Weak economic conditions and poor order intake have been instrumental in Flextronics posting successive quarterly declines in revenue, and the company has been trying to cut employee costs in a bid to prop up margins.
'We believe our end-markets have mostly stabilized and we are actively engaged in restructuring our cost base to drive better margins,' said Chief Executive Mike McNamara.
'We are positioning our company for strong growth layered on top of our base business and powered by our strong bookings in Fiscal 2013,' added McNamara.
Flextronics provides electronics manufacturing services to original equipment makers such as Dell, Hewlett-Packard, Microsoft, Cisco, among others.
The Singapore-based company's results were impacted by quarterly net sales that fell 17 percent to $5.3 billion from $6.37 billion last year. On average, 10 analysts polled by Thomson Reuters estimated revenues of $5.19 billion for the quarter.
Flextronics posted fourth-quarter net loss of $27 million or $0.04 per share, compared with net income of $124 million or $0.18 per share a year ago.
Results for the reporting period included pre-tax restructuring charges of $125 million, mainly related to employee severance and benefits.

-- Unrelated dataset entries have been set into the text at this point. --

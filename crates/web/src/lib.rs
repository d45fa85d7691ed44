pub mod app;
pub mod config;
pub mod error;
pub mod features;
pub mod middleware;
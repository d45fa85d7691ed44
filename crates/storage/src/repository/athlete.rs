use chrono::Local;
use sqlx::SqlitePool;
use uuid::Uuid;

use crate::dto::athlete::{CreateAthleteRequest, UpdateAthleteRequest};
use crate::error::{Result, StorageError};
use crate::models::Athlete;

const ATHLETE_COLUMNS: &str = "id, first_name, last_name, email, phone, date_of_birth, \
     emergency_contact, emergency_contact_email, emergency_phone, \
     has_valid_waiver, waiver_signed_date, waiver_expiration_date, \
     last_visited, created_at, updated_at";

pub struct AthleteRepository<'a> {
    pool: &'a SqlitePool,
}

impl<'a> AthleteRepository<'a> {
    pub fn new(pool: &'a SqlitePool) -> Self {
        Self { pool }
    }

    /// List all athletes, ordered for the roster view
    pub async fn list(&self) -> Result<Vec<Athlete>> {
        let athletes = sqlx::query_as::<_, Athlete>(&format!(
            "SELECT {ATHLETE_COLUMNS} FROM athletes ORDER BY last_name, first_name"
        ))
        .fetch_all(self.pool)
        .await?;

        Ok(athletes)
    }

    /// Case-insensitive substring search over name and email
    pub async fn search(&self, query: &str) -> Result<Vec<Athlete>> {
        let term = format!("%{}%", query.to_lowercase());

        let athletes = sqlx::query_as::<_, Athlete>(&format!(
            "SELECT {ATHLETE_COLUMNS} FROM athletes \
             WHERE LOWER(first_name) LIKE ?1 \
                OR LOWER(last_name) LIKE ?1 \
                OR LOWER(email) LIKE ?1 \
             ORDER BY first_name, last_name \
             LIMIT 20"
        ))
        .bind(&term)
        .fetch_all(self.pool)
        .await?;

        Ok(athletes)
    }

    /// Find athlete by ID
    pub async fn find_by_id(&self, id: Uuid) -> Result<Athlete> {
        let athlete = sqlx::query_as::<_, Athlete>(&format!(
            "SELECT {ATHLETE_COLUMNS} FROM athletes WHERE id = ?"
        ))
        .bind(id)
        .fetch_optional(self.pool)
        .await?
        .ok_or(StorageError::NotFound("athlete"))?;

        Ok(athlete)
    }

    /// Create a new athlete
    pub async fn create(&self, req: &CreateAthleteRequest) -> Result<Athlete> {
        if let Some(email) = &req.email {
            self.ensure_email_unused(email, None).await?;
        }

        let now = Local::now().naive_local();

        let athlete = sqlx::query_as::<_, Athlete>(&format!(
            "INSERT INTO athletes ( \
                 id, first_name, last_name, email, phone, date_of_birth, \
                 emergency_contact, emergency_contact_email, emergency_phone, \
                 has_valid_waiver, waiver_signed_date, waiver_expiration_date, \
                 created_at, updated_at \
             ) VALUES (?, ?, ?, ?, ?, ?, ?, ?, ?, ?, ?, ?, ?, ?) \
             RETURNING {ATHLETE_COLUMNS}"
        ))
        .bind(Uuid::new_v4())
        .bind(&req.first_name)
        .bind(&req.last_name)
        .bind(&req.email)
        .bind(&req.phone)
        .bind(req.date_of_birth)
        .bind(&req.emergency_contact)
        .bind(&req.emergency_contact_email)
        .bind(&req.emergency_phone)
        .bind(req.has_valid_waiver)
        .bind(req.waiver_signed_date)
        .bind(req.waiver_expiration_date)
        .bind(now)
        .bind(now)
        .fetch_one(self.pool)
        .await?;

        Ok(athlete)
    }

    /// Replace an existing athlete
    pub async fn update(&self, id: Uuid, req: &UpdateAthleteRequest) -> Result<Athlete> {
        if let Some(email) = &req.email {
            self.ensure_email_unused(email, Some(id)).await?;
        }

        let now = Local::now().naive_local();

        let athlete = sqlx::query_as::<_, Athlete>(&format!(
            "UPDATE athletes SET \
                 first_name = ?, last_name = ?, email = ?, phone = ?, date_of_birth = ?, \
                 emergency_contact = ?, emergency_contact_email = ?, emergency_phone = ?, \
                 has_valid_waiver = ?, waiver_signed_date = ?, waiver_expiration_date = ?, \
                 updated_at = ? \
             WHERE id = ? \
             RETURNING {ATHLETE_COLUMNS}"
        ))
        .bind(&req.first_name)
        .bind(&req.last_name)
        .bind(&req.email)
        .bind(&req.phone)
        .bind(req.date_of_birth)
        .bind(&req.emergency_contact)
        .bind(&req.emergency_contact_email)
        .bind(&req.emergency_phone)
        .bind(req.has_valid_waiver)
        .bind(req.waiver_signed_date)
        .bind(req.waiver_expiration_date)
        .bind(now)
        .bind(id)
        .fetch_optional(self.pool)
        .await?
        .ok_or(StorageError::NotFound("athlete"))?;

        Ok(athlete)
    }

    /// Delete an athlete. Refused while any check-in references them.
    /// The guard and the delete run in one write transaction so a
    /// check-in landing between them cannot slip past the guard.
    pub async fn delete(&self, id: Uuid) -> Result<()> {
        let mut tx = self.pool.begin_with("BEGIN IMMEDIATE").await?;

        let referenced =
            sqlx::query_scalar::<_, bool>("SELECT EXISTS(SELECT 1 FROM checkins WHERE athlete_id = ?)")
                .bind(id)
                .fetch_one(&mut *tx)
                .await?;

        if referenced {
            return Err(StorageError::Conflict(
                "Cannot delete athlete with existing check-ins".into(),
            ));
        }

        let result = sqlx::query("DELETE FROM athletes WHERE id = ?")
            .bind(id)
            .execute(&mut *tx)
            .await?;

        if result.rows_affected() == 0 {
            return Err(StorageError::NotFound("athlete"));
        }

        tx.commit().await?;

        Ok(())
    }

    async fn ensure_email_unused(&self, email: &str, exclude: Option<Uuid>) -> Result<()> {
        let taken = match exclude {
            Some(id) => {
                sqlx::query_scalar::<_, bool>(
                    "SELECT EXISTS(SELECT 1 FROM athletes WHERE email = ? AND id != ?)",
                )
                .bind(email)
                .bind(id)
                .fetch_one(self.pool)
                .await?
            }
            None => {
                sqlx::query_scalar::<_, bool>("SELECT EXISTS(SELECT 1 FROM athletes WHERE email = ?)")
                    .bind(email)
                    .fetch_one(self.pool)
                    .await?
            }
        };

        if taken {
            return Err(StorageError::Conflict(
                "Athlete with this email already exists".into(),
            ));
        }

        Ok(())
    }
}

Excluding items, adjusted earnings from continuing operations for the quarter were $86 million or $0.13 per share, compared to $166 million or $0.24 per share in the prior year.

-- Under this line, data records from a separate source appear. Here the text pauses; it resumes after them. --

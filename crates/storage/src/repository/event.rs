use chrono::Local;
use sqlx::SqlitePool;
use uuid::Uuid;

use crate::dto::event::{CreateEventRequest, EventStats, UpdateEventRequest};
use crate::error::{Result, StorageError};
use crate::models::Event;

const EVENT_COLUMNS: &str = "id, name, description, date, start_time, end_time, \
     max_capacity, current_capacity, is_active, created_by, created_at, updated_at";

pub struct EventRepository<'a> {
    pool: &'a SqlitePool,
}

impl<'a> EventRepository<'a> {
    pub fn new(pool: &'a SqlitePool) -> Self {
        Self { pool }
    }

    /// List all events, newest first
    pub async fn list(&self) -> Result<Vec<Event>> {
        let events = sqlx::query_as::<_, Event>(&format!(
            "SELECT {EVENT_COLUMNS} FROM events ORDER BY date DESC, start_time DESC"
        ))
        .fetch_all(self.pool)
        .await?;

        Ok(events)
    }

    /// Active events scheduled for the current local date
    pub async fn list_today(&self) -> Result<Vec<Event>> {
        let today = Local::now().date_naive();

        let events = sqlx::query_as::<_, Event>(&format!(
            "SELECT {EVENT_COLUMNS} FROM events \
             WHERE date = ? AND is_active = TRUE \
             ORDER BY start_time ASC"
        ))
        .bind(today)
        .fetch_all(self.pool)
        .await?;

        Ok(events)
    }

    /// Events already over: a past date, or today with an end time that
    /// has gone by. Local clock, most recent first.
    pub async fn list_past(&self) -> Result<Vec<Event>> {
        let now = Local::now();
        let today = now.date_naive();
        let time = now.time();

        let events = sqlx::query_as::<_, Event>(&format!(
            "SELECT {EVENT_COLUMNS} FROM events \
             WHERE date < ?1 OR (date = ?1 AND end_time < ?2) \
             ORDER BY date DESC, start_time DESC \
             LIMIT 10"
        ))
        .bind(today)
        .bind(time)
        .fetch_all(self.pool)
        .await?;

        Ok(events)
    }

    /// Deactivated events
    pub async fn list_disabled(&self) -> Result<Vec<Event>> {
        let events = sqlx::query_as::<_, Event>(&format!(
            "SELECT {EVENT_COLUMNS} FROM events \
             WHERE is_active = FALSE \
             ORDER BY date DESC, start_time DESC"
        ))
        .fetch_all(self.pool)
        .await?;

        Ok(events)
    }

    /// Find event by ID
    pub async fn find_by_id(&self, id: Uuid) -> Result<Event> {
        let event = sqlx::query_as::<_, Event>(&format!(
            "SELECT {EVENT_COLUMNS} FROM events WHERE id = ?"
        ))
        .bind(id)
        .fetch_optional(self.pool)
        .await?
        .ok_or(StorageError::NotFound("event"))?;

        Ok(event)
    }

    /// Create a new event with zero capacity used
    pub async fn create(&self, req: &CreateEventRequest) -> Result<Event> {
        let now = Local::now().naive_local();

        let event = sqlx::query_as::<_, Event>(&format!(
            "INSERT INTO events ( \
                 id, name, description, date, start_time, end_time, \
                 max_capacity, current_capacity, is_active, created_by, \
                 created_at, updated_at \
             ) VALUES (?, ?, ?, ?, ?, ?, ?, 0, TRUE, ?, ?, ?) \
             RETURNING {EVENT_COLUMNS}"
        ))
        .bind(Uuid::new_v4())
        .bind(&req.name)
        .bind(req.description.as_deref().unwrap_or(""))
        .bind(req.date)
        .bind(req.start_time)
        .bind(req.end_time)
        .bind(req.max_capacity)
        .bind(&req.created_by)
        .bind(now)
        .bind(now)
        .fetch_one(self.pool)
        .await?;

        Ok(event)
    }

    /// Replace an existing event. Capacity counters are left untouched.
    pub async fn update(&self, id: Uuid, req: &UpdateEventRequest) -> Result<Event> {
        let now = Local::now().naive_local();

        let event = sqlx::query_as::<_, Event>(&format!(
            "UPDATE events SET \
                 name = ?, description = ?, date = ?, start_time = ?, end_time = ?, \
                 max_capacity = ?, is_active = ?, updated_at = ? \
             WHERE id = ? \
             RETURNING {EVENT_COLUMNS}"
        ))
        .bind(&req.name)
        .bind(req.description.as_deref().unwrap_or(""))
        .bind(req.date)
        .bind(req.start_time)
        .bind(req.end_time)
        .bind(req.max_capacity)
        .bind(req.is_active.unwrap_or(true))
        .bind(now)
        .bind(id)
        .fetch_optional(self.pool)
        .await?
        .ok_or(StorageError::NotFound("event"))?;

        Ok(event)
    }

    /// Flip the active flag
    pub async fn toggle_active(&self, id: Uuid) -> Result<Event> {
        let now = Local::now().naive_local();

        let event = sqlx::query_as::<_, Event>(&format!(
            "UPDATE events SET is_active = NOT is_active, updated_at = ? \
             WHERE id = ? \
             RETURNING {EVENT_COLUMNS}"
        ))
        .bind(now)
        .bind(id)
        .fetch_optional(self.pool)
        .await?
        .ok_or(StorageError::NotFound("event"))?;

        Ok(event)
    }

    /// Delete an event. Refused while any check-in references it.
    /// The guard and the delete run in one write transaction so a
    /// check-in landing between them cannot slip past the guard.
    pub async fn delete(&self, id: Uuid) -> Result<()> {
        let mut tx = self.pool.begin_with("BEGIN IMMEDIATE").await?;

        let referenced =
            sqlx::query_scalar::<_, bool>("SELECT EXISTS(SELECT 1 FROM checkins WHERE event_id = ?)")
                .bind(id)
                .fetch_one(&mut *tx)
                .await?;

        if referenced {
            return Err(StorageError::Conflict(
                "Cannot delete event with existing check-ins".into(),
            ));
        }

        let result = sqlx::query("DELETE FROM events WHERE id = ?")
            .bind(id)
            .execute(&mut *tx)
            .await?;

        if result.rows_affected() == 0 {
            return Err(StorageError::NotFound("event"));
        }

        tx.commit().await?;

        Ok(())
    }

    /// Check-in statistics for one event
    pub async fn stats(&self, id: Uuid) -> Result<EventStats> {
        let event = self.find_by_id(id).await?;

        let (total, validated): (i64, i64) = sqlx::query_as(
            "SELECT COUNT(*), \
                    COALESCE(SUM(CASE WHEN waiver_validated THEN 1 ELSE 0 END), 0) \
             FROM checkins WHERE event_id = ?",
        )
        .bind(id)
        .fetch_one(self.pool)
        .await?;

        let capacity_used = (total as f64 / event.max_capacity as f64 * 1000.0).round() / 10.0;

        Ok(EventStats {
            total_checkins: total,
            waiver_validated: validated,
            waiver_not_validated: total - validated,
            capacity_used,
        })
    }
}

Thirteen analysts, on consensus, expected earnings of $0.13 per share for the quarter. Analysts' estimates typically exclude special items.
Looking to the first quarter, Flextronics expect adjusted earnings in the range of $0.12 to $0.16 per share on revenues of $5.3 billion to $5.6 billion. Analysts currently estimate earnings of $0.16 per share on revenues of $5.45 billion.
GAAP earnings per share from continuing operations are expected to be lower by about $0.03 per share for intangible amortization and stock-based compensation expense, and by about $0.04 to $0.05 per share for the remaining restructuring charges.
The company expects to incur an additional $25 million to $30 million in pre-tax restructuring charges in the first quarter of fiscal 2014.
Flextronics believes upon completion of its restructuring activities, it will benefit from annualized savings greater than $150 million.
Earlier this month, Flextronics closed its acquisition of manufacturing operations in Tianjin, China, and assumed the management and operation of the Jaguariuna, Brazil facility from Motorola Mobility LLC, owned by Google Inc. (GOOG).
Flextronics stock closed Tuesday's regular trade at $7.15, up 2.44%, on a volume of 5.8 million shares on the Nasdaq. In after hours, the stock slipped $0.06 or 0.84%. In the past year, the stock trended in a range of $5.47 - $7.15, with a three-month average volume of 4.34 million shares.